Banking & Fintech /

Drafts: Payment Services Directive 3 (PSD3) and Payment Services Regulation (PSR)

On 28th June 2023 the European Commission published an entire package of proposed new draft legal acts, including drafts for Payment Services Directive 3 (PSD3) and the Payment Services Regulation (PSR). These new drafts are a consequence of PSD2 Directive assessment made back in 2022 by the European Commission, including advice from the European Banking Authority (EBA), as well as public consultations and a report prepared by independent consultants.

Why is PSD2 Directive going to be changed?

The evaluation of PSD2 showed that the Directive achieved many of its objectives: improving transaction safety through introduction of strong customer authentication (SCA), as well as increasing choice of payment instruments to consumers. However, some fields remain to be improved:

(i) payment fraud is still a problem;

(ii) lack of direct access by non-bank Payment Service Providers (PSPs) to certain key systems that are necessary to finalize payments needs to be addressed;

(iii) PSPs should be granted with a strong right to have a bank account, which is often refused to them by banks;

(iv) obstacles of data access by account information service (AIS) providers as well as payment initiation service (PIS) providers – open banking requires improvements in this aspect;

(v) payment services and electronic money frameworks should be unified.

What are the planned measures to counteract payment fraud?

European Commission noticed some new types of fraud for which the measures under PSD2 Directive are unequipped. PSD3 will for example address ‘spoofing’ (impersonation fraud), which blurs the distinction between unauthorized and authorized transactions, since the consent given by the customer to authorize transaction is subjected to manipulative techniques by the fraudster, who for example uses the telephone number of e-mail address of the PSP.

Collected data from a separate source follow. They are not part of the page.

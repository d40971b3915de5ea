// Configuration parsing for gpio-shutdown
// SPDX-License-Identifier: GPL-3.0-or-later

use std::collections::HashMap;
use std::env;
use std::fmt;
use std::fs;
use std::io;
use std::path::{Path, PathBuf};
use std::time::Duration;

use thiserror::Error;

use crate::defaults;
use crate::debug;

#[derive(Error, Debug)]
pub enum ConfigError {
    #[error("IO error: {0}")]
    Io(#[from] std::io::Error),
    #[error("Missing key: {0}")]
    MissingKey(String),
    #[error("Parse error for {0}: {1}")]
    ParseError(String, String),
    #[error("Invalid value for {0}: {1}")]
    Invalid(String, String),
}

pub type Result<T> = std::result::Result<T, ConfigError>;

/// Prefix for environment overrides, e.g. GPIO_SHUTDOWN_PIN=17
pub const ENV_PREFIX: &str = "GPIO_SHUTDOWN_";

/// Keys understood by `MonitorConfig::from_config`
pub const KEYS: &[&str] = &[
    "pin",
    "idle_level",
    "poll_interval",
    "hold_duration",
    "halt_command",
    "sysfs_root",
    "sysfs_base",
    "bias",
    "log_file",
    "log_max_size",
    "log_keep",
    "dry_run",
];

/// Raw key/value configuration holder
#[derive(Debug, Clone, Default)]
pub struct Config {
    values: HashMap<String, String>,
}

impl Config {
    /// Load the config file (if present) and apply environment overrides
    pub fn load<P: AsRef<Path>>(path: P) -> Result<Self> {
        let mut config = Self::from_file(path)?;
        config.apply_env(|key| env::var(key).ok());
        Ok(config)
    }

    /// Parse a config file; a missing file yields an empty config
    pub fn from_file<P: AsRef<Path>>(path: P) -> Result<Self> {
        let path = path.as_ref();
        match fs::read_to_string(path) {
            Ok(content) => {
                debug!("Load: {}", path.display());
                Ok(Self {
                    values: Self::parse_config(&content),
                })
            }
            Err(e) if e.kind() == io::ErrorKind::NotFound => Ok(Self::default()),
            Err(e) => Err(e.into()),
        }
    }

    fn parse_config(content: &str) -> HashMap<String, String> {
        let mut config = HashMap::new();

        for line in content.lines() {
            let line = line.trim();

            // Skip comments and empty lines
            if line.starts_with('#') || !line.contains('=') {
                continue;
            }

            if let Some((key, value)) = line.split_once('=') {
                let value = value.trim().trim_matches('"');
                config.insert(key.trim().to_lowercase(), value.to_string());
            }
        }

        config
    }

    /// Apply GPIO_SHUTDOWN_<KEY> overrides using the given lookup
    pub fn apply_env<F>(&mut self, lookup: F)
    where
        F: Fn(&str) -> Option<String>,
    {
        for key in KEYS {
            let var = format!("{}{}", ENV_PREFIX, key.to_uppercase());
            if let Some(value) = lookup(&var) {
                debug!("Override from {}", var);
                self.values.insert(key.to_string(), value);
            }
        }
    }

    /// Set a value explicitly (command line overrides)
    pub fn set(&mut self, key: &str, value: impl Into<String>) {
        self.values.insert(key.to_string(), value.into());
    }

    /// Get a string value
    pub fn get(&self, key: &str) -> Result<&str> {
        self.values
            .get(key)
            .map(|s| s.as_str())
            .ok_or_else(|| ConfigError::MissingKey(key.to_string()))
    }

    /// Get value as specific type
    pub fn get_as<T: std::str::FromStr>(&self, key: &str) -> Result<T>
    where
        T::Err: std::fmt::Display,
    {
        let value = self.get(key)?;
        value
            .parse()
            .map_err(|e: T::Err| ConfigError::ParseError(key.to_string(), e.to_string()))
    }

    /// Get boolean value (yes/y/1/true = true)
    pub fn get_bool(&self, key: &str) -> bool {
        self.get(key)
            .map(|v| matches!(v.to_lowercase().as_str(), "yes" | "y" | "1" | "true"))
            .unwrap_or(false)
    }

    /// Get optional value
    pub fn get_opt(&self, key: &str) -> Option<&str> {
        self.values.get(key).map(|s| s.as_str())
    }

    /// Get typed value, falling back to `default` only when the key is absent
    fn get_or<T: std::str::FromStr>(&self, key: &str, default: T) -> Result<T>
    where
        T::Err: std::fmt::Display,
    {
        match self.get_as(key) {
            Err(ConfigError::MissingKey(_)) => Ok(default),
            other => other,
        }
    }

    fn get_duration_or(&self, key: &str, default: Duration) -> Result<Duration> {
        match self.get_opt(key) {
            Some(value) => parse_duration(value)
                .ok_or_else(|| ConfigError::ParseError(key.to_string(), value.to_string())),
            None => Ok(default),
        }
    }
}

/// Logical level of the line when the button is not actuated
#[derive(Debug, Clone, Copy, PartialEq, Eq)]
pub enum IdleLevel {
    Low,
    High,
}

impl IdleLevel {
    /// Raw sysfs value for this level
    pub fn raw(self) -> u8 {
        match self {
            IdleLevel::Low => 0,
            IdleLevel::High => 1,
        }
    }
}

impl std::str::FromStr for IdleLevel {
    type Err = String;

    fn from_str(s: &str) -> std::result::Result<Self, Self::Err> {
        match s.trim().to_lowercase().as_str() {
            "high" | "1" | "up" => Ok(IdleLevel::High),
            "low" | "0" | "down" => Ok(IdleLevel::Low),
            other => Err(format!("expected high or low, got '{}'", other)),
        }
    }
}

impl fmt::Display for IdleLevel {
    fn fmt(&self, f: &mut fmt::Formatter<'_>) -> fmt::Result {
        f.write_str(match self {
            IdleLevel::Low => "low",
            IdleLevel::High => "high",
        })
    }
}

/// How the pull resistor toward the idle level is configured
#[derive(Debug, Clone, Copy, PartialEq, Eq)]
pub enum Bias {
    /// First available of pinctrl, raspi-gpio
    Auto,
    Pinctrl,
    RaspiGpio,
    /// External resistor or device tree overlay
    None,
}

impl std::str::FromStr for Bias {
    type Err = String;

    fn from_str(s: &str) -> std::result::Result<Self, Self::Err> {
        match s.trim().to_lowercase().as_str() {
            "auto" => Ok(Bias::Auto),
            "pinctrl" => Ok(Bias::Pinctrl),
            "raspi-gpio" | "raspi_gpio" => Ok(Bias::RaspiGpio),
            "none" | "off" | "external" => Ok(Bias::None),
            other => Err(format!("unknown bias tool '{}'", other)),
        }
    }
}

impl fmt::Display for Bias {
    fn fmt(&self, f: &mut fmt::Formatter<'_>) -> fmt::Result {
        f.write_str(match self {
            Bias::Auto => "auto",
            Bias::Pinctrl => "pinctrl",
            Bias::RaspiGpio => "raspi-gpio",
            Bias::None => "none",
        })
    }
}

/// Immutable pin and timing configuration, fixed at process launch
#[derive(Debug, Clone)]
pub struct MonitorConfig {
    pub pin: u32,
    pub idle_level: IdleLevel,
    /// Sampling cadence; doubles as the debounce window
    pub poll_interval: Duration,
    pub hold_duration: Duration,
    pub halt_command: Vec<String>,
    pub sysfs_root: PathBuf,
    /// Kernel line number offset; detected from gpiochip labels when unset
    pub sysfs_base: Option<u32>,
    pub bias: Bias,
    pub log_file: PathBuf,
    pub log_max_size: u64,
    pub log_keep: u32,
    pub dry_run: bool,
}

impl MonitorConfig {
    pub fn from_config(config: &Config) -> Result<Self> {
        let idle_level = config
            .get_opt("idle_level")
            .unwrap_or(defaults::IDLE_LEVEL)
            .parse()
            .map_err(|e| ConfigError::Invalid("idle_level".to_string(), e))?;

        let bias = config
            .get_opt("bias")
            .unwrap_or(defaults::BIAS)
            .parse()
            .map_err(|e| ConfigError::Invalid("bias".to_string(), e))?;

        let poll_interval = config.get_duration_or(
            "poll_interval",
            Duration::from_millis(defaults::POLL_INTERVAL_MS),
        )?;
        let hold_duration = config.get_duration_or(
            "hold_duration",
            Duration::from_millis(defaults::HOLD_DURATION_MS),
        )?;

        let halt_command: Vec<String> = config
            .get_opt("halt_command")
            .unwrap_or(defaults::HALT_COMMAND)
            .split_whitespace()
            .map(str::to_string)
            .collect();

        let sysfs_base = match config.get_opt("sysfs_base") {
            Some(v) if !v.is_empty() && v != "auto" => Some(config.get_as("sysfs_base")?),
            _ => None,
        };

        let log_max_size = match config.get_opt("log_max_size") {
            Some(v) => parse_size(v)
                .ok_or_else(|| ConfigError::ParseError("log_max_size".to_string(), v.to_string()))?,
            None => defaults::LOG_MAX_SIZE,
        };

        let monitor = Self {
            pin: config.get_or("pin", defaults::PIN)?,
            idle_level,
            poll_interval,
            hold_duration,
            halt_command,
            sysfs_root: PathBuf::from(config.get_opt("sysfs_root").unwrap_or(defaults::SYSFS_ROOT)),
            sysfs_base,
            bias,
            log_file: PathBuf::from(config.get_opt("log_file").unwrap_or(defaults::LOG_FILE)),
            log_max_size,
            log_keep: config.get_or("log_keep", defaults::LOG_KEEP)?,
            dry_run: config.get_bool("dry_run"),
        };
        monitor.validate()?;
        Ok(monitor)
    }

    fn validate(&self) -> Result<()> {
        if self.poll_interval.is_zero() {
            return Err(ConfigError::Invalid(
                "poll_interval".to_string(),
                "must be greater than zero".to_string(),
            ));
        }
        if self.hold_duration < self.poll_interval {
            return Err(ConfigError::Invalid(
                "hold_duration".to_string(),
                format!(
                    "{:?} is shorter than poll_interval {:?}",
                    self.hold_duration, self.poll_interval
                ),
            ));
        }
        if self.halt_command.is_empty() {
            return Err(ConfigError::Invalid(
                "halt_command".to_string(),
                "must not be empty".to_string(),
            ));
        }
        Ok(())
    }

    /// Key/value view used by the `config` subcommand
    pub fn config_pairs(&self) -> Vec<(&'static str, String)> {
        vec![
            ("pin", self.pin.to_string()),
            ("idle_level", self.idle_level.to_string()),
            ("poll_interval", format_duration(self.poll_interval)),
            ("hold_duration", format_duration(self.hold_duration)),
            ("halt_command", self.halt_command.join(" ")),
            ("sysfs_root", self.sysfs_root.display().to_string()),
            (
                "sysfs_base",
                self.sysfs_base
                    .map(|b| b.to_string())
                    .unwrap_or_else(|| "auto".to_string()),
            ),
            ("bias", self.bias.to_string()),
            ("log_file", self.log_file.display().to_string()),
            ("log_max_size", self.log_max_size.to_string()),
            ("log_keep", self.log_keep.to_string()),
            ("dry_run", if self.dry_run { "yes" } else { "no" }.to_string()),
        ]
    }
}

/// Parse a duration: bare numbers are seconds ("2", "2.5"), or suffixed "2s", "100ms"
pub fn parse_duration(s: &str) -> Option<Duration> {
    let s = s.trim().to_lowercase();

    let (num, scale) = if let Some(n) = s.strip_suffix("ms") {
        (n, 0.001)
    } else if let Some(n) = s.strip_suffix('s') {
        (n, 1.0)
    } else {
        (s.as_str(), 1.0)
    };

    let value: f64 = num.trim().parse().ok()?;
    if !value.is_finite() || value < 0.0 {
        return None;
    }
    Duration::try_from_secs_f64(value * scale).ok()
}

fn format_duration(d: Duration) -> String {
    if d.subsec_millis() == 0 {
        format!("{}s", d.as_secs())
    } else {
        format!("{}ms", d.as_millis())
    }
}

/// Parse size string like "512K", "1M" or plain bytes
fn parse_size(s: &str) -> Option<u64> {
    let s = s.trim();
    let split = s.char_indices().last().map_or(0, |(i, _)| i);
    let (num, suffix) = s.split_at(split);

    let multiplier = match suffix.to_uppercase().as_str() {
        "K" => 1024u64,
        "M" => 1024 * 1024,
        "G" => 1024 * 1024 * 1024,
        _ => return s.parse().ok(),
    };

    num.parse::<u64>().ok()?.checked_mul(multiplier)
}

The proposed preventive measures include:

  1. obligation of the PSP of the payer to provide IBAN / name matching service for all credit transfers, meaning that the payer’s PSP will have to contact the payee’s PSP and confirm a match between the IBAN and name of the account holder. In case of a discrepancy, the payer’s PSP will be obliged to notify its customer before the payer finalizes the payment order. This service will be free of charge with the payer’s right to opt out of a transaction in case of a mis-match;
  2. legal basis for PSPs to share fraud-related data;
  3. increase of transaction monitoring;
  4. increasing the customers refunds rights;
  5. obligation of the PSPs to carry out education / awareness increase actions among their customers.

Providing PSPs with access to key transaction systems

The PSD3 proposal explicitly indicates payment institutions as possible direct participants of designated payment systems. The operators of payment systems will be obliged to admit payment institutions as participants, subject to a positive result of risk assessment carried out. PSD3 provides for a short deadline of 6 months for the Member States to transpose these new rules to national laws.

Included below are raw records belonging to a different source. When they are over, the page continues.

impl DetailsGrammar {
    /// Classifies a details block as a vacuum use or one-or-more bay washes.
    ///
    /// A vacuum line wins over bay lines if both are somehow present.
    pub fn parse_details_text(&self, details_text: &str) -> Field<PurchaseDetail> {
        let lines: Vec<&str> = details_text
            .lines()
            .map(str::trim)
            .filter(|l| !l.is_empty())
            .collect();

        if let Some(line) = lines.iter().find(|l| l.starts_with(&self.vacuum_marker)) {
            // 'Vac\t(vacuum 3)\t$1.50'
            let part = tab_fields(line)
                .find(|p| p.to_lowercase().contains("vacuum"))
                .unwrap_or(*line);
            let caps = first_number_re()
                .captures(part)
                .ok_or_else(|| format!("vacuum line {line:?} has no vacuum number"))?;
            let vacuum_number = equipment_number(&caps[1], &VACUUM_NUMBERS, "vacuum", line)?;
            return Ok(PurchaseDetail::Vacuum { vacuum_number });
        }

        let mut wash_bay_purchases = Vec::new();
        for line in lines.iter().filter(|l| l.starts_with(&self.wash_marker)) {
            // 'Wash Bay\t(bay 5)\t$3.75'
            let caps = bay_number_re()
                .captures(line)
                .ok_or_else(|| format!("bay line {line:?} has no bay number"))?;
            let bay_number = equipment_number(&caps[1], &BAY_NUMBERS, "bay", line)?;
            let money = tab_fields(line)
                .find(|p| p.contains('$'))
                .ok_or_else(|| format!("bay line {line:?} has no amount"))?;
            wash_bay_purchases.push(WashBayPurchase {
                bay_number,
                wash_purchase_total: parse_money(money)?,
            });
        }

        if wash_bay_purchases.is_empty() {
            return Err(if lines.is_empty() {
                "empty details text".to_string()
            } else {
                format!("unknown details shape: {:?}", lines[0])
            });
        }
        Ok(PurchaseDetail::Wash { wash_bay_purchases })
    }
}

/// Vacuum purchases trust the raw total; washes are the sum of their bay
/// lines, which must agree with the raw total.
pub fn compute_total_amount(raw_total: &str, detail: &PurchaseDetail) -> Field<Decimal> {
    match detail {
        PurchaseDetail::Vacuum { .. } => parse_money(raw_total),
        PurchaseDetail::Wash { wash_bay_purchases } => {
            let sum: Decimal = wash_bay_purchases
                .iter()
                .map(|b| b.wash_purchase_total)
                .sum();
            let mut sum = sum.round_dp_with_strategy(2, RoundingStrategy::MidpointNearestEven);
            sum.rescale(2);
            Ok(sum)
        }
    }
}

// ---------------------------------------------------------------------------
// TextNormalizer
// ---------------------------------------------------------------------------

#[derive(Debug, Clone, Default)]
pub struct TextNormalizer {
    pub grammar: DetailsGrammar,
}
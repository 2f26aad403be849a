use colored::Colorize;
use comfy_table::{Cell, Table};

use crate::cli::Context;
use crate::error::Result;
use crate::pipeline::load_raw_or_empty;

pub fn run() -> Result<()> {
    let ctx = Context::load()?;
    let raw = load_raw_or_empty(ctx.pipeline.artifacts())?;
    let dupes = raw.duplicate_ids();

    if dupes.is_empty() {
        println!("{}", "No reused transaction ids.".green());
        return Ok(());
    }

    let mut table = Table::new();
    table.set_header(vec!["Transaction", "Date/time", "Cardholder", "Total"]);
    for (id, entries) in &dupes {
        for entry in entries {
            table.add_row(vec![
                Cell::new(id),
                Cell::new(entry.datetime.trim()),
                Cell::new(entry.cardholder.trim()),
                Cell::new(entry.total.trim()),
            ]);
        }
    }
    println!("{table}");
    println!(
        "{} ids appear more than once; only the newest entry of each is cleaned.",
        dupes.len().to_string().yellow().bold()
    );
    Ok(())
}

Providing PSPs with a right to bank account

 As noticed by the European Commission, banks often refuse to open an account for PSPs or terminate the existing bank accounts, usually based on some general / vague concerns over AML and CFT controls.

According with PSD3:

(i) banks will be obliged to precisely explain each bank account access refusal, covering also withdrawal of such service, whereas the justification for such decision of the bank will have to be based on the specific situation of that specific PSP;

(ii) PSPs will have a right to appeal the bank’s decision to national authorities;

(iii) central banks will now also be allowed – at their own discretion – to provide account services to PSPs.

Open banking improvements

Proposed key changes in open banking include among others:

(i) imposition of a dedicated interface for data access;

(ii) removal of the requirement of Account Servicing Payment Service Providers (ASPSPs) to maintain a ‘fallback’ interface;

(iii) ASPSPs will be obliged to provide their customers with measures to manage their data through open banking in a transparent way, including the introduction of a dashboard allowing for withdrawal of data access to any provider.

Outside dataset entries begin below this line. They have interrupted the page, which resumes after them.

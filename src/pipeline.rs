//! Extract -> clean -> load, strictly in that order.
//!
//! Each stage reads the previous stage's artifact from disk and replaces its
//! own artifact atomically, so a crash at any point leaves the last complete
//! state in place and a rerun resumes from the watermark. Runs are not locked
//! against each other; callers must not overlap them.

use rusqlite::Connection;

use crate::delta::{compute_delta, DeltaOutcome};
use crate::error::{Result, Stage, SudsError};
use crate::history::{Artifacts, RawHistory};
use crate::loader::{run_load, LoadMode, LoadOutcome};
use crate::normalizer::Normalizer;
use crate::source::PurchaseSource;

#[derive(Debug, Clone)]
pub struct ExtractReport {
    pub first_run: bool,
    pub fetched: usize,
    pub added: usize,
    pub total: usize,
}

#[derive(Debug, Clone)]
pub struct RunReport {
    pub extract: ExtractReport,
    pub clean: DeltaOutcome,
    pub load: LoadOutcome,
}

pub struct Pipeline {
    artifacts: Artifacts,
}

impl Pipeline {
    pub fn new(artifacts: Artifacts) -> Self {
        Self { artifacts }
    }

    pub fn artifacts(&self) -> &Artifacts {
        &self.artifacts
    }

    /// Pulls new raw entries and merges them into the raw history file. The
    /// file is only replaced once the source has delivered everything.
    pub fn extract(&self, source: &mut dyn PurchaseSource) -> Result<ExtractReport> {
        self.try_extract(source).map_err(|e| e.at(Stage::Extract))
    }

    fn try_extract(&self, source: &mut dyn PurchaseSource) -> Result<ExtractReport> {
        let existing = self.artifacts.load_raw()?;
        let first_run = existing.is_none();
        let mut history = existing.unwrap_or_default();

        let fresh = if first_run {
            tracing::info!("no raw history yet, fetching everything");
            source.fetch_all()?
        } else {
            let latest = history.latest_id().map(str::to_string);
            tracing::info!(latest = ?latest, "fetching entries newer than the latest known id");
            source.fetch_since(latest.as_deref())?
        };

        let fetched = fresh.len();
        let added = history.merge_new(fresh);
        if first_run || added > 0 {
            self.artifacts.save_raw(&history)?;
        }
        Ok(ExtractReport {
            first_run,
            fetched,
            added,
            total: history.len(),
        })
    }

    /// Normalizes whatever the raw history holds beyond the watermark and
    /// writes the full history plus the delta. Nothing is written on failure.
    pub fn clean(&self, normalizer: &dyn Normalizer) -> Result<DeltaOutcome> {
        self.try_clean(normalizer).map_err(|e| e.at(Stage::Clean))
    }

    fn try_clean(&self, normalizer: &dyn Normalizer) -> Result<DeltaOutcome> {
        let raw = self.artifacts.load_raw()?.ok_or_else(|| {
            SudsError::Other("no raw history found; run `suds extract` first".into())
        })?;
        let previous = self.artifacts.load_cleaned()?.unwrap_or_default();
        let outcome = compute_delta(&previous, &raw.entries, normalizer)?;
        self.artifacts.save_clean(&outcome.history, &outcome.delta)?;
        Ok(outcome)
    }

    pub fn load(&self, conn: &mut Connection, mode: LoadMode) -> Result<LoadOutcome> {
        run_load(conn, &self.artifacts, mode).map_err(|e| e.at(Stage::Load))
    }

    pub fn run(
        &self,
        source: &mut dyn PurchaseSource,
        normalizer: &dyn Normalizer,
        conn: &mut Connection,
        mode: LoadMode,
    ) -> Result<RunReport> {
        let extract = self.extract(source)?;
        let clean = self.clean(normalizer)?;
        let load = self.load(conn, mode)?;
        Ok(RunReport {
            extract,
            clean,
            load,
        })
    }
}

/// Raw history loaded for inspection commands; empty when never extracted.
pub fn load_raw_or_empty(artifacts: &Artifacts) -> Result<RawHistory> {
    Ok(artifacts.load_raw()?.unwrap_or_default())
}
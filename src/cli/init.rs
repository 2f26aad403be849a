use std::path::PathBuf;

use crate::db;
use crate::error::Result;
use crate::settings::{load_settings, save_settings, shellexpand_path};

pub fn run(data_dir: Option<String>) -> Result<()> {
    let mut settings = load_settings()?;
    if let Some(dir) = data_dir {
        settings.data_dir = shellexpand_path(&dir);
    }
    save_settings(&settings)?;

    let resolved = PathBuf::from(&settings.data_dir);
    std::fs::create_dir_all(&resolved)?;
    std::fs::create_dir_all(resolved.join("exports"))?;

    db::open(&settings.db_path())?;

    println!("Initialized suds at {}", resolved.display());
    if settings.source.endpoint.is_none() {
        println!("No source endpoint configured; use `suds run --fixture <file>` or set source.endpoint.");
    }
    Ok(())
}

Merger of Electronic Money Institutions (EMIs) and Payment Institutions (PIs)

According with the European Commission, the local supervisory authorities have experienced practical difficulties in distinguishing between e-money and payment services legal regimes. What’s more, the European Commission is noticing significant interpretation differences (e.g. understanding what e-money is) between EU regulators.

Therefore, the two regimes most probably will become merged. According with PSD3, EMIs will no longer exist, as there will only be payment institutions, which can be granted authorization to offer e-money services as well as payment services.

When will PSD3 come into force?

Currently we are at an early stage of the legislative process. It is assumed that the final version of the directive will be implemented around 2026.